The job is to output each record again, character for character.

━━━━━ Input data ━━━━━

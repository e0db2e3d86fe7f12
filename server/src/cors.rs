use rocket::http::Method;
use rocket_cors::{AllowedHeaders, AllowedOrigins, Cors, CorsOptions};

pub fn create_cors(allowed_origins: &[String]) -> Result<Cors, rocket_cors::Error> {
    CorsOptions {
        allowed_origins: AllowedOrigins::some_exact(allowed_origins),
        allowed_methods: [Method::Get, Method::Post, Method::Put, Method::Options]
            .into_iter()
            .map(Into::into)
            .collect(),
        allowed_headers: AllowedHeaders::some(&["Authorization", "Accept", "Content-Type"]),
        allow_credentials: true,
        ..Default::default()
    }
    .to_cors()
}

━━━━━

Result for this task:
repository e0db2e3d86fe7f12
filename server/src/cors.rs
use rocket::http::Method;
use rocket_cors::{AllowedHeaders, AllowedOrigins, Cors, CorsOptions};

pub fn create_cors(allowed_origins: &[String]) -> Result<Cors, rocket_cors::Error> {
    CorsOptions {
        allowed_origins: AllowedOrigins::some_exact(allowed_origins),
        allowed_methods: [Method::Get, Method::Post, Method::Put, Method::Options]
            .into_iter()
            .map(Into::into)
            .collect(),
        allowed_headers: AllowedHeaders::some(&["Authorization", "Accept", "Content-Type"]),
        allow_credentials: true,
        ..Default::default()
    }
    .to_cors()
}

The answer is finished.